FIG. 1 is a schematic configuration diagram of a refrigerator according to a first embodiment.

FIG. 2 is a schematic configuration diagram of a refrigerator according to a second embodiment.

FIG. 3 is a configuration diagram of another refrigerator according to the first embodiment.

FIG. 4 is a configuration diagram of another refrigerator according to the first embodiment.

FIG. 5 is a block diagram of a configuration showing conventional liquid compression protection control.

FIG. 6 is a schematic diagram and a timing chart of a motor winding showing a high-frequency open-phase current state according to the conventional liquid compression protection control.

[Explanation of symbols]

1 compressor, 1a compressor motor, 1b compression section,
1c compressor shell, 2 compressor power supply, 3
Condenser, 4 decompressor, 5 evaporator, 6 suction pipe,
7 Refrigerant liquid ratio detecting means, 8 Compressor temperature detecting means, 9 Judging device, 10 Refrigerator control device, 11
Accumulator, 12 oil return pipe, 13 solenoid valve, 15 crankcase heater, 16 evaporator temperature detection sensor, 17 freezer, 18 evaporator blower, 19 internal temperature detection sensor, 20 refrigerator control device, 21 defrost heater, 23 electricity Type expansion valve.

Claims (8)

[Claims] 1. A refrigerant liquid ratio for detecting a liquid ratio of refrigerant sucked into a compressor in a refrigerator in which a compressor having a heating means, a condenser, a decompressor, and an evaporator are sequentially connected by piping. Detecting means, based on the detection result of the liquid ratio detecting means, when the liquid ratio of the refrigerant has become a predetermined value or more,
Control means for stopping the compressor and operating the heating means to control the temperature of the compressor to a predetermined temperature. 2. The heating means comprises an electric motor incorporated in the compressor, and the control means supplies a constrained voltage to the electric motor to stop the compressor and to keep the compressor at a predetermined temperature. The refrigerator according to claim 1, wherein the control is performed such that 3. The heating means is attached to the compressor and comprises an electric heater for warming lubricating oil of the compressor, and the electric heater is operated by the control means so that the temperature of the compressor becomes a predetermined temperature.

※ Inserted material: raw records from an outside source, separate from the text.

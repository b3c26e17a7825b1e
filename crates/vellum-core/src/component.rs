// Copyright 2025 eraflo
//
// Licensed under the Apache License, Version 2.0 (the "License");
// you may not use this file except in compliance with the License.
// You may obtain a copy of the License at
//
//     http://www.apache.org/licenses/LICENSE-2.0
//
// Unless required by applicable law or agreed to in writing, software
// distributed under the License is distributed on an "AS IS" BASIS,
// WITHOUT WARRANTIES OR CONDITIONS OF ANY KIND, either express or implied.
// See the License for the specific language governing permissions and
// limitations under the License.

//! Defines the [`Component`] contract: the unit of behavior data attached to an entity.

use std::any::Any;

/// A behavior/data unit attached to exactly one entity of the live scene.
///
/// Components are type-erased trait objects as far as the snapshot engine is
/// concerned. The engine identifies a component's type purely by its fully
/// qualified [`type_name`](Component::type_name), which is also the key used to
/// resolve a serializer plugin for it.
///
/// The optional capability hooks (`should_save`, `should_save_whole_object`,
/// `on_message`) have neutral defaults, so most components implement only the
/// three required methods.
pub trait Component: Any + Send + Sync {
    /// The fully qualified type name, e.g. `"game::physics::BoxCollider"`.
    fn type_name(&self) -> &'static str;

    /// Allows downcasting to the concrete component type.
    fn as_any(&self) -> &dyn Any;

    /// Allows mutable downcasting to the concrete component type.
    fn as_any_mut(&mut self) -> &mut dyn Any;

    /// Per-instance opt-out: returning `false` drops this component's data
    /// record from a snapshot.
    fn should_save(&self) -> bool {
        true
    }

    /// Entity-level opt-out. A component that controls the serialization of
    /// its whole entity returns `Some(decision)`; the first component on an
    /// entity that answers decides for the entity.
    fn should_save_whole_object(&self) -> Option<bool> {
        None
    }

    /// Receives a broadcast message such as `"OnSerializing"` or
    /// `"OnDeserialized"`. Components that do not care ignore it.
    fn on_message(&mut self, _message: &str) {}
}
// Copyright 2025 eraflo
//
// Licensed under the Apache License, Version 2.0 (the "License");
// you may not use this file except in compliance with the License.
// You may obtain a copy of the License at
//
//     http://www.apache.org/licenses/LICENSE-2.0
//
// Unless required by applicable law or agreed to in writing, software
// distributed under the License is distributed on an "AS IS" BASIS,
// WITHOUT WARRANTIES OR CONDITIONS OF ANY KIND, either express or implied.
// See the License for the specific language governing permissions and
// limitations under the License.

//! Hot-path pipelines of the snapshot engine.
//!
//! Each lane is a stateless-or-nearly strategy the snapshot agent drives:
//!
//! - [`serializer_lane`] resolves a serializer plugin for every component type
//!   and provides the reflective default.
//! - [`fixup_lane`] holds the deferred reference queue that is drained once
//!   the whole graph exists.
//! - [`scene_lane`] walks a live scene into a snapshot and rebuilds a scene
//!   from one, phase by phase.
//! - [`envelope_lane`] compresses and seals snapshot bytes into storable text.

#![warn(missing_docs)]

pub mod envelope_lane;
pub mod fixup_lane;
pub mod scene_lane;
pub mod serializer_lane;

pub use envelope_lane::{open, seal, DeflateCodec, EnvelopeLaneError};
pub use fixup_lane::{DeferredGroup, DeferredRef, Fixup, FixupQueue, FixupTarget, LiveIndex, ResolverKind, ResolverTable};
pub use scene_lane::{
    DecodeEnv, DecodeHooks, DecodePhase, DecodeReport, DecodeStatus, EncodeError, EncodeOptions, GraphDecoder,
    GraphEncoder, NoHooks, StoreFilter,
};
pub use serializer_lane::{
    DecodeContext, EncodeContext, ReflectiveSerializer, ResolutionStrategy, SerializerDeclaration, SerializerPlugin,
    SerializerRegistry, ASSET_CAPABILITY,
};
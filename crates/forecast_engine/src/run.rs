//! The single run entry point exposed to the invoking process.
//!
//! One call is one stateless batch run: load, estimate, simulate,
//! derive, validate, publish. The engine has no knowledge of scheduling
//! or delivery — the external scheduler owns retry (each run is
//! idempotent given the same input, seed and parameters), and whatever
//! consumes the tables owns everything downstream of the output
//! directory.

use std::time::{Duration, Instant};

use tracing::{info, info_span};

use forecast_core::config::RunConfig;
use forecast_core::types::{DeltaSummary, Region};

use crate::writer::OutputFiles;
use crate::{baseline, delta, shock, validate, writer, EngineError};

/// Structured result of a successful run.
#[derive(Debug, Clone)]
pub struct RunReport {
    /// Final locations of the three published tables.
    pub output: OutputFiles,
    /// Rows per table (identical across the three by invariant).
    pub rows_per_table: usize,
    /// Regions forecast, sorted.
    pub regions: Vec<Region>,
    /// Horizon length used, in hours.
    pub horizon_hours: u32,
    /// Master seed used for the shock simulation.
    pub seed: u64,
    /// Per-region delta summary statistics.
    pub summaries: Vec<DeltaSummary>,
    /// Wall-clock duration of the run.
    pub elapsed: Duration,
}

/// Executes one forecasting run under the given configuration.
///
/// # Errors
///
/// - [`EngineError::Load`] and [`EngineError::Estimator`] abort
///   immediately — no forecast is meaningful without valid input.
/// - [`EngineError::Validation`] carries every violated output
///   invariant found; nothing is published on validation failure.
/// - [`EngineError::Write`] means the atomic publish failed; no partial
///   table is left behind.
pub fn run_forecast(config: &RunConfig) -> Result<RunReport, EngineError> {
    let span = info_span!(
        "forecast_run",
        seed = config.seed(),
        horizon_hours = config.horizon_hours()
    );
    let _guard = span.enter();
    let started = Instant::now();

    let dataset = adapter_loader::load_market_csv(config.input_path())?;

    let baseline_rows = baseline::estimate_baseline(
        &dataset,
        config.horizon_hours(),
        config.min_history_hours(),
    )?;
    info!(rows = baseline_rows.len(), "baseline estimated");

    let shock_rows = shock::simulate(
        &dataset,
        &baseline_rows,
        *config.shock(),
        *config.comfort_band(),
        config.seed(),
    );

    let delta_rows = delta::compute_deltas(&baseline_rows, &shock_rows)?;
    let summaries = delta::summarise(&delta_rows);
    for summary in &summaries {
        info!(
            region = %summary.region,
            rows = summary.rows,
            mean_price_delta = summary.mean_price_delta,
            max_price_delta = summary.max_price_delta,
            "delta summary"
        );
    }

    validate::validate(&baseline_rows, &shock_rows, &delta_rows)?;

    let output = writer::write_tables(
        config.output_dir(),
        &baseline_rows,
        &shock_rows,
        &delta_rows,
    )?;

    let report = RunReport {
        output,
        rows_per_table: baseline_rows.len(),
        regions: dataset.regions(),
        horizon_hours: config.horizon_hours(),
        seed: config.seed(),
        summaries,
        elapsed: started.elapsed(),
    };
    info!(
        rows = report.rows_per_table,
        regions = report.regions.len(),
        elapsed_ms = report.elapsed.as_millis() as u64,
        "forecast run complete"
    );
    Ok(report)
}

The refrigerator according to claim 1, wherein the control is performed such that 4. The defrosting heater mounted on the evaporator is operated when the control means operates the heating means so that the temperature of the compressor becomes a predetermined temperature. The refrigerator according to any one of claims 1 to 3. 5. The air blower of the evaporator when the control means operates the heating means to control the temperature of the compressor to a predetermined temperature. 4. The refrigerator according to any one of to 3 above. 6. The decompressor according to claim 1, wherein when the control unit operates the heating unit to set the temperature of the compressor to a predetermined temperature, refrigerant in the condenser does not flow to the evaporator. The refrigerator according to any one of claims 1 to 5, wherein the refrigerator is closed. 7. An accumulator provided between the evaporator and the compressor for separating the refrigerant into a liquid refrigerant and a gas refrigerant, and provided in parallel with a refrigerant pipe connecting the accumulator and the compressor. An oil return pipe connecting the bottom of the accumulator and the oil storage chamber of the compressor and returning the lubricating oil at the bottom to the oil storage chamber by a head difference; and A control valve for adjusting a flow of the air, wherein the control means opens the control valve when controlling the temperature of the compressor to a predetermined temperature. The refrigerator according to any one of the above. 8. The refrigerator according to claim 1, wherein said control means drives said compressor when a temperature of said compressor reaches a predetermined temperature.